*** Block opens ***

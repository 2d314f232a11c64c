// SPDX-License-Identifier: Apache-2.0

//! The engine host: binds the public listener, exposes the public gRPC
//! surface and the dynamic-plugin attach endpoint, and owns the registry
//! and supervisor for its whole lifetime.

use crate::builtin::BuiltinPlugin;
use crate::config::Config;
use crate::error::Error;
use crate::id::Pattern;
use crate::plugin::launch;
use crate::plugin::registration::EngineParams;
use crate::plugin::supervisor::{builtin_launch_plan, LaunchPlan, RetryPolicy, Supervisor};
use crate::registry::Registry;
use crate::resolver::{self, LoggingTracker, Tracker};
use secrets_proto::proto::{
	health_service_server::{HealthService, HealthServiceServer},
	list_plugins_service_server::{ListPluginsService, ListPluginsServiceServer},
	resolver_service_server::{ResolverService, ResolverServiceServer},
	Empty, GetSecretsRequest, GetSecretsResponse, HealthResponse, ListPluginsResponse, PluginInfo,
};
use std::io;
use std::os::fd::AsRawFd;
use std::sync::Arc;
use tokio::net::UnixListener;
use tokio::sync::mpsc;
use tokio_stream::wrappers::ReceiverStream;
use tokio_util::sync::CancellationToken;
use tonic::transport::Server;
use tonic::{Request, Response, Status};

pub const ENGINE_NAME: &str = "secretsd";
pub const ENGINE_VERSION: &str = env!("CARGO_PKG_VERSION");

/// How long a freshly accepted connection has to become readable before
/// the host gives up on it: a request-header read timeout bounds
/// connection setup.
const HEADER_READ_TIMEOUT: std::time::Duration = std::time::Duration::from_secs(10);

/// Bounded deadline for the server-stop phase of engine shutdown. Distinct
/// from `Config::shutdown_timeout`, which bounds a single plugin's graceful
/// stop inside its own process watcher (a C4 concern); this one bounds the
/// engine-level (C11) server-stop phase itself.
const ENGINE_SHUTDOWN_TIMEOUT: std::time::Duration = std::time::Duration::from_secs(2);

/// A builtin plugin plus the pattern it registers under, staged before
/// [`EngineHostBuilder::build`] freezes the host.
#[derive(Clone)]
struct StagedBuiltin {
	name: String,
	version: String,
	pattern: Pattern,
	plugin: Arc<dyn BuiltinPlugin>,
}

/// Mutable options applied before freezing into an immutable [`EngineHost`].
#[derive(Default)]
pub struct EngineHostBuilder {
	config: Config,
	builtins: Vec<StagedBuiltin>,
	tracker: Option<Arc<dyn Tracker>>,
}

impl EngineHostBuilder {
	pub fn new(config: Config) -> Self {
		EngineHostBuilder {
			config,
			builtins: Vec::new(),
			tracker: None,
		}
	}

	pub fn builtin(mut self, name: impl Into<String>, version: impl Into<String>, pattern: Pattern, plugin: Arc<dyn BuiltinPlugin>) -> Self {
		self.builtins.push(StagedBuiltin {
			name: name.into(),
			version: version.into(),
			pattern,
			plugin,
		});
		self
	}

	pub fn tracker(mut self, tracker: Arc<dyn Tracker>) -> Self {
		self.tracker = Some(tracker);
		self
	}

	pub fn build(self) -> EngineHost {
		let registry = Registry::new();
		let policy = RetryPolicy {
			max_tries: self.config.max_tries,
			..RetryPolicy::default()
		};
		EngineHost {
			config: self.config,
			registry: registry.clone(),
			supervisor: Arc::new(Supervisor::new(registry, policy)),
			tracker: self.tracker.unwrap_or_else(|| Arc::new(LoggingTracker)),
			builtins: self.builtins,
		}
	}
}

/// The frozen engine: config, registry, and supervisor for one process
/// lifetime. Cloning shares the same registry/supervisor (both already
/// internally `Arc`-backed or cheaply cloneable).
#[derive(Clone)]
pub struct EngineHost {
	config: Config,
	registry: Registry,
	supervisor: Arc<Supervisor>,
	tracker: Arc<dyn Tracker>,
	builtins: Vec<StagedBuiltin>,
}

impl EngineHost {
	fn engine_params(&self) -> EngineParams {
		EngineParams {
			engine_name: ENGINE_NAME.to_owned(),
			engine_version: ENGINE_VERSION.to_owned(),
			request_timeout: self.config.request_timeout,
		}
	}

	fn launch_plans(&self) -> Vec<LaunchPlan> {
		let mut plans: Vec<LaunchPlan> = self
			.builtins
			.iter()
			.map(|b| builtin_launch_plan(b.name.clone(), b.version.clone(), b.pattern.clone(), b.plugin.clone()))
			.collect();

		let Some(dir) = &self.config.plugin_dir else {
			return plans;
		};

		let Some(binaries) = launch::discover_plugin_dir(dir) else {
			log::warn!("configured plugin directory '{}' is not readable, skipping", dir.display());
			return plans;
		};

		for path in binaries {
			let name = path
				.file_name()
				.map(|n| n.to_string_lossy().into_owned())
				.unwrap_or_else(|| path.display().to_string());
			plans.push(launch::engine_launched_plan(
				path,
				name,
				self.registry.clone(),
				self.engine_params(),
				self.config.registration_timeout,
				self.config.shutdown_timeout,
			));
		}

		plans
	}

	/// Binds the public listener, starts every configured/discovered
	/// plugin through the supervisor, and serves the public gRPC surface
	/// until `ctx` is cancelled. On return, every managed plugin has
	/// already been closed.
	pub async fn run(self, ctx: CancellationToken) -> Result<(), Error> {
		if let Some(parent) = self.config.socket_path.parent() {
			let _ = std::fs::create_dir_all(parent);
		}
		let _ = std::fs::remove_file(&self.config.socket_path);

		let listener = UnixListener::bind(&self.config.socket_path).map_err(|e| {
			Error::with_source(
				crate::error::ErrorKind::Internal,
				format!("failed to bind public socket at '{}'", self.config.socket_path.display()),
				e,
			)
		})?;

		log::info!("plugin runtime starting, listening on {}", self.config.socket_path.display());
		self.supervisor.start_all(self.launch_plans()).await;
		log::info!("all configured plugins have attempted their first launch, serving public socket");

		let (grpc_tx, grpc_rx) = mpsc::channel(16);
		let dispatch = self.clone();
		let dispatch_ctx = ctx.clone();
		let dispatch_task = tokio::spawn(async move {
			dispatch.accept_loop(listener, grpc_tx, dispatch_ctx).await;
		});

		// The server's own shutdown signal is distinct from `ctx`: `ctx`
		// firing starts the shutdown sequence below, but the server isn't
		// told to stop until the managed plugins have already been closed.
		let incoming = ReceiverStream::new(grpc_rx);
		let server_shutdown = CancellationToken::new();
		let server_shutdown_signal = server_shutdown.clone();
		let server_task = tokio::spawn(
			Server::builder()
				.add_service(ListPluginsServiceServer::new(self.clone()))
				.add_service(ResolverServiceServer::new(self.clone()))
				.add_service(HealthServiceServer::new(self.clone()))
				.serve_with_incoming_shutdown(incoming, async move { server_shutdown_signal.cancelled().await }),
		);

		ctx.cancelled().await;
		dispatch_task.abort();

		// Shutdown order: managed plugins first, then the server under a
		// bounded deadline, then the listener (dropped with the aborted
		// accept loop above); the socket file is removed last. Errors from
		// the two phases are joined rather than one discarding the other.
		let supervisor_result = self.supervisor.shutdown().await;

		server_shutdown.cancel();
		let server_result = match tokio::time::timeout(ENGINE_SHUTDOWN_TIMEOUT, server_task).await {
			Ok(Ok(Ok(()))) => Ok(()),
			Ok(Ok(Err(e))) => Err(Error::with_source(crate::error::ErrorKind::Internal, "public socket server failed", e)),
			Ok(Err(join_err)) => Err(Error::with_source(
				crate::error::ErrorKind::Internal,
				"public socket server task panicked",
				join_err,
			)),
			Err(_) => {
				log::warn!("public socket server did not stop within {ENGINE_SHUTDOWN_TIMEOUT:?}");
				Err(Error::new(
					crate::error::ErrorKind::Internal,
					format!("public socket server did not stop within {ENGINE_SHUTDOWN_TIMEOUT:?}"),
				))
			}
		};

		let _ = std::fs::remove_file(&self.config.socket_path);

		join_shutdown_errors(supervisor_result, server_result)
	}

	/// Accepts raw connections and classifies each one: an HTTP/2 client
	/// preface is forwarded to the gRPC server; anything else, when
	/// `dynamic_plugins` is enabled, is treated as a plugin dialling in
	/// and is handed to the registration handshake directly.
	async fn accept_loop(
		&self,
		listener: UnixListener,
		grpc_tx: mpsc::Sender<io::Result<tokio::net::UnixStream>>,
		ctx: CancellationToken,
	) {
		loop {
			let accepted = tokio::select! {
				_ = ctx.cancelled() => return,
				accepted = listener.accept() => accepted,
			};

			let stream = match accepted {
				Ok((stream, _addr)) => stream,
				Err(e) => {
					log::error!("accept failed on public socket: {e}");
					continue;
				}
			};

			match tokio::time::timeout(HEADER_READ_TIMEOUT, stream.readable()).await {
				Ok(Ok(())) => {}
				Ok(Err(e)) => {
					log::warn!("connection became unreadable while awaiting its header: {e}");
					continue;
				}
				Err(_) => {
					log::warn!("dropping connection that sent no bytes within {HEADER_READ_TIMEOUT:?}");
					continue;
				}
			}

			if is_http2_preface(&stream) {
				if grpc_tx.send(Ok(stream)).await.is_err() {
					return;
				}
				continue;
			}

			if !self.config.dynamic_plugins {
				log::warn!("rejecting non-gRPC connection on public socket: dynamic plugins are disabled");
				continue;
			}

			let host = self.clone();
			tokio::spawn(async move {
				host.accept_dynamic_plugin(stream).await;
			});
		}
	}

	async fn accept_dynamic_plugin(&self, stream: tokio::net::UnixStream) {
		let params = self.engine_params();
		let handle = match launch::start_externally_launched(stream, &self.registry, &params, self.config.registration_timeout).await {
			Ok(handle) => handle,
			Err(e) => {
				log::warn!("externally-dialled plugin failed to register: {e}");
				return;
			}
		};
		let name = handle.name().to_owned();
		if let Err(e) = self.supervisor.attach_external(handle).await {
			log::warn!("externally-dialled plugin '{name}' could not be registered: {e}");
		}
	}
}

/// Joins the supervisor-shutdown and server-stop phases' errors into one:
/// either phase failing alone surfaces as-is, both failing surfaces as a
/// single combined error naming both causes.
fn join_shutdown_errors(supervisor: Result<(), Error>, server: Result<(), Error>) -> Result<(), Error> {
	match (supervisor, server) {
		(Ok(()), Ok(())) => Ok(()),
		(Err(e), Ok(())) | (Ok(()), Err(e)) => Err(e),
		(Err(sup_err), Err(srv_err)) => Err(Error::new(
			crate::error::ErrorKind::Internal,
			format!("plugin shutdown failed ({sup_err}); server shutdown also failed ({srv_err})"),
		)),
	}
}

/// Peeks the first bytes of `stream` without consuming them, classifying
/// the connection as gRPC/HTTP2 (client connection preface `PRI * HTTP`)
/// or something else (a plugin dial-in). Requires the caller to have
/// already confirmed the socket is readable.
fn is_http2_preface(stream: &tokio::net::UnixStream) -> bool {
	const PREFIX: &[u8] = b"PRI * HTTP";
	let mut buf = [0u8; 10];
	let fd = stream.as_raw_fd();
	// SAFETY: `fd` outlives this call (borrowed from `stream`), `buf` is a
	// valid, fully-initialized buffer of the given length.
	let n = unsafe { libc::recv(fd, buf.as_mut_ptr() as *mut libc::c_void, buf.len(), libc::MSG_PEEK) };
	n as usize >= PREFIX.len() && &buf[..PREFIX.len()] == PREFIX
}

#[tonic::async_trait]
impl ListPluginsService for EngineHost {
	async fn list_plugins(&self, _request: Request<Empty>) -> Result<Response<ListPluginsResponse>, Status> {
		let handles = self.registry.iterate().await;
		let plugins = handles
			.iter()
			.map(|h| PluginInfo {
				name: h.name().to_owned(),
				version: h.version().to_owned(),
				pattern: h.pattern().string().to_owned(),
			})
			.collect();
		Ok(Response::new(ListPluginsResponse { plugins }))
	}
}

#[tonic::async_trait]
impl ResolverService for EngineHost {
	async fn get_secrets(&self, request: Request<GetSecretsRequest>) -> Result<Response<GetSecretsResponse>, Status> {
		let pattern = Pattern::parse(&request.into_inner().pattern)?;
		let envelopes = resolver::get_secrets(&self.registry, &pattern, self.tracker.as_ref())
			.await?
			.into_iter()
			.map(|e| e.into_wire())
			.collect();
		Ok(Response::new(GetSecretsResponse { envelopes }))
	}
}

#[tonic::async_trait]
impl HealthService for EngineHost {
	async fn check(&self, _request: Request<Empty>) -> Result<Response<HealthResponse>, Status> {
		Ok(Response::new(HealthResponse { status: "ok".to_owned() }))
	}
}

*** Block closes ***

* **ASSIGNED TASK**
Only lines holding the word "binaries" belong in the answer; copy all of them from the records.

* **RESPONSE TO THE EXERCISE**
		let Some(binaries) = launch::discover_plugin_dir(dir) else {
		for path in binaries {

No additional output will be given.